# Drowning in Pool or Still Water Rescue



## Deacs2017 (Feb 26, 2018)

Hey there,
Was wondering if anyone has a pool drowning or still water rescue scenario they could provide to help with training. 

Thabks


----------



## phideux (Feb 27, 2018)

You get dispatched to a possible drowning at a local hotel pool. You arrive to find a pediatric subject floating face down in the deep end. GO.


----------



## Deacs2017 (Feb 27, 2018)

Hi phideux,

Thanks for the reply, but I was hoping for a full scenario with an answer that I could then use to train our squad. I was having trouble making up one.


----------



## Summit (Feb 27, 2018)

We'll help walk you through creating one... but we aren't going to make up an entire scenario for you to use.


----------



## Peak (Feb 27, 2018)

There is so much that goes into training beyond a predetermined scenario, especially if you want any kind of learning to be achieved. When I do outreach it is very different from in the metro area or if I'm out in the mountains or plains working with rural services. Are you just teaching the basics or do you want critical thinking (or said other wise, are you teaching to the protocol or outside of it)? What is the provider level, and how engaged are they in continuing education? Are you evaluating outcomes, if so how are you going to evaluate?

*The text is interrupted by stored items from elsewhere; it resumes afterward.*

//! Transport payloads for messaging entities.
//!
//! Entities stay free of wire concerns; callers map them through these
//! `camelCase` serde payloads. Messages also map back so stored snapshots can
//! be rehydrated.

use std::sync::Arc;

use chrono::{DateTime, Utc};
use serde::{Deserialize, Serialize};
use url::Url;

use super::{
    AccountId, Connection, ConnectionId, ConnectionStatus, Conversation, ConversationId,
    ConversationScope, Error, Group, GroupId, Handler, Message, MessageContent, MessageDraft,
    MessageId, RecipeId, Role, UserAccount, UserName,
};

/// Serializable account payload.
#[derive(Debug, Clone, PartialEq, Eq, Serialize, Deserialize)]
#[serde(rename_all = "camelCase")]
pub struct UserAccountPayload {
    pub id: AccountId,
    pub handler: Handler,
    pub user_name: UserName,
    #[serde(default, skip_serializing_if = "Option::is_none")]
    pub profile_image_id: Option<String>,
    pub account_creation_date: DateTime<Utc>,
    pub role: Role,
    #[serde(default)]
    pub pinned_conversation_ids: Vec<ConversationId>,
    #[serde(default)]
    pub blocked_connection_ids: Vec<ConnectionId>,
}

impl From<&UserAccount> for UserAccountPayload {
    fn from(value: &UserAccount) -> Self {
        Self {
            id: value.id().clone(),
            handler: value.handler().clone(),
            user_name: value.user_name().clone(),
            profile_image_id: value.profile_image_id().map(str::to_owned),
            account_creation_date: value.account_creation_date(),
            role: value.role(),
            pinned_conversation_ids: value.pinned_conversation_ids(),
            blocked_connection_ids: value.blocked_connection_ids(),
        }
    }
}

impl TryFrom<UserAccountPayload> for UserAccount {
    type Error = Error;

    fn try_from(value: UserAccountPayload) -> Result<Self, Self::Error> {
        let mut account = Self::new(
            value.id,
            value.handler,
            value.user_name,
            value.account_creation_date,
            value.role,
        );
        account
            .set_profile_image_id(value.profile_image_id)
            .map_err(|err| Error::invalid_argument(format!("invalid account payload: {err}")))?;
        for conversation_id in value.pinned_conversation_ids {
            account.add_pin(conversation_id);
        }
        for connection_id in value.blocked_connection_ids {
            account.add_block(connection_id);
        }
        Ok(account)
    }
}

/// Serializable connection payload.
#[derive(Debug, Clone, PartialEq, Eq, Serialize, Deserialize)]
#[serde(rename_all = "camelCase")]
pub struct ConnectionPayload {
    pub connection_id: ConnectionId,
    pub account1: UserAccountPayload,
    pub account2: UserAccountPayload,
    pub status: ConnectionStatus,
}

impl From<&Connection> for ConnectionPayload {
    fn from(value: &Connection) -> Self {
        Self {
            connection_id: value.id().clone(),
            account1: value.account1().as_ref().into(),
            account2: value.account2().as_ref().into(),
            status: value.status(),
        }
    }
}

/// Serializable group payload.
#[derive(Debug, Clone, PartialEq, Eq, Serialize, Deserialize)]
#[serde(rename_all = "camelCase")]
pub struct GroupPayload {
    pub id: GroupId,
    pub name: String,
    pub members: Vec<UserAccountPayload>,
}

impl From<&Group> for GroupPayload {
    fn from(value: &Group) -> Self {
        Self {
            id: value.id().clone(),
            name: value.name().to_owned(),
            members: value
                .members()
                .iter()
                .map(|member| member.as_ref().into())
                .collect(),
        }
    }
}

/// Variant payload of a message, tagged by `kind`.
#[derive(Debug, Clone, PartialEq, Eq, Serialize, Deserialize)]
#[serde(tag = "kind", rename_all = "snake_case")]
pub enum MessageContentPayload {
    Text {
        text: String,
    },
    Image {
        #[serde(default)]
        text: String,
        #[serde(rename = "imageUrls")]
        image_urls: Vec<Url>,
    },
    Recipe {
        #[serde(default)]
        text: String,
        #[serde(rename = "recipeIds")]
        recipe_ids: Vec<RecipeId>,
    },
}

impl From<&MessageContent> for MessageContentPayload {
    fn from(value: &MessageContent) -> Self {
        match value.clone() {
            MessageContent::Text { text } => Self::Text { text },
            MessageContent::Image { text, image_urls } => Self::Image { text, image_urls },
            MessageContent::Recipe { text, recipe_ids } => Self::Recipe { text, recipe_ids },
        }
    }
}

impl From<MessageContentPayload> for MessageContent {
    fn from(value: MessageContentPayload) -> Self {
        match value {
            MessageContentPayload::Text { text } => Self::Text { text },
            MessageContentPayload::Image { text, image_urls } => Self::Image { text, image_urls },
            MessageContentPayload::Recipe { text, recipe_ids } => Self::Recipe { text, recipe_ids },
        }
    }
}

/// Serializable message payload.
#[derive(Debug, Clone, PartialEq, Eq, Serialize, Deserialize)]
#[serde(rename_all = "camelCase")]
pub struct MessagePayload {
    pub id: MessageId,
    pub sender: UserAccountPayload,
    pub sent_date: DateTime<Utc>,
    #[serde(default, skip_serializing_if = "Option::is_none")]
    pub updated_date: Option<DateTime<Utc>>,
    #[serde(default, skip_serializing_if = "Option::is_none")]
    pub replied_to_message_id: Option<MessageId>,
    #[serde(default)]
    pub seen_by: Vec<UserAccountPayload>,
    #[serde(flatten)]
    pub content: MessageContentPayload,
}

impl From<&Message> for MessagePayload {
    fn from(value: &Message) -> Self {
        Self {
            id: value.id().clone(),
            sender: value.sender().as_ref().into(),
            sent_date: value.sent_date(),
            updated_date: value.updated_date(),
            replied_to_message_id: value.replied_to().cloned(),
            seen_by: value
                .seen_by()
                .iter()
                .map(|account| account.as_ref().into())
                .collect(),
            content: value.content().into(),
        }
    }
}

impl TryFrom<MessagePayload> for Message {
    type Error = Error;

    fn try_from(value: MessagePayload) -> Result<Self, Self::Error> {
        let seen_by = value
            .seen_by
            .into_iter()
            .map(|account| UserAccount::try_from(account).map(Arc::new))
            .collect::<Result<Vec<_>, _>>()?;
        let draft = MessageDraft {
            id: value.id,
            sender: Arc::new(UserAccount::try_from(value.sender)?),
            sent_date: value.sent_date,
            updated_date: value.updated_date,
            replied_to: value.replied_to_message_id,
            seen_by,
            content: value.content.into(),
        };
        Self::new(draft).map_err(Error::from)
    }
}

/// Audience of a conversation, tagged by `type`.
#[derive(Debug, Clone, PartialEq, Eq, Serialize, Deserialize)]
#[serde(tag = "type", rename_all = "snake_case")]
pub enum ConversationScopePayload {
    Connection { connection: ConnectionPayload },
    Group { group: GroupPayload },
}

/// Serializable conversation payload with messages most recent first.
#[derive(Debug, Clone, PartialEq, Eq, Serialize, Deserialize)]
#[serde(rename_all = "camelCase")]
pub struct ConversationPayload {
    pub conversation_id: ConversationId,
    pub scope: ConversationScopePayload,
    pub messages: Vec<MessagePayload>,
}

impl From<&Conversation> for ConversationPayload {
    fn from(value: &Conversation) -> Self {
        let scope = match value.scope() {
            ConversationScope::Connection(connection) => ConversationScopePayload::Connection {
                connection: connection.into(),
            },
            ConversationScope::Group(group) => ConversationScopePayload::Group {
                group: group.into(),
            },
        };
        Self {
            conversation_id: value.id().clone(),
            scope,
            messages: value.messages().map(MessagePayload::from).collect(),
        }
    }
}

Even withing drownings there can be vastly different presentations. Down time, wet vs dry (and this isn't as clear cut as people used to think), individual pathophysiological changes, et cetera make a huge difference.

As a side bar, what is your plan for addressing rescue? Most EMS agencies prohibit their members from engaging in hazardous rescue, are you going to teach against this policy? Are you going to wait for fire? What if fire needs to wait for a particular rescue unit?


----------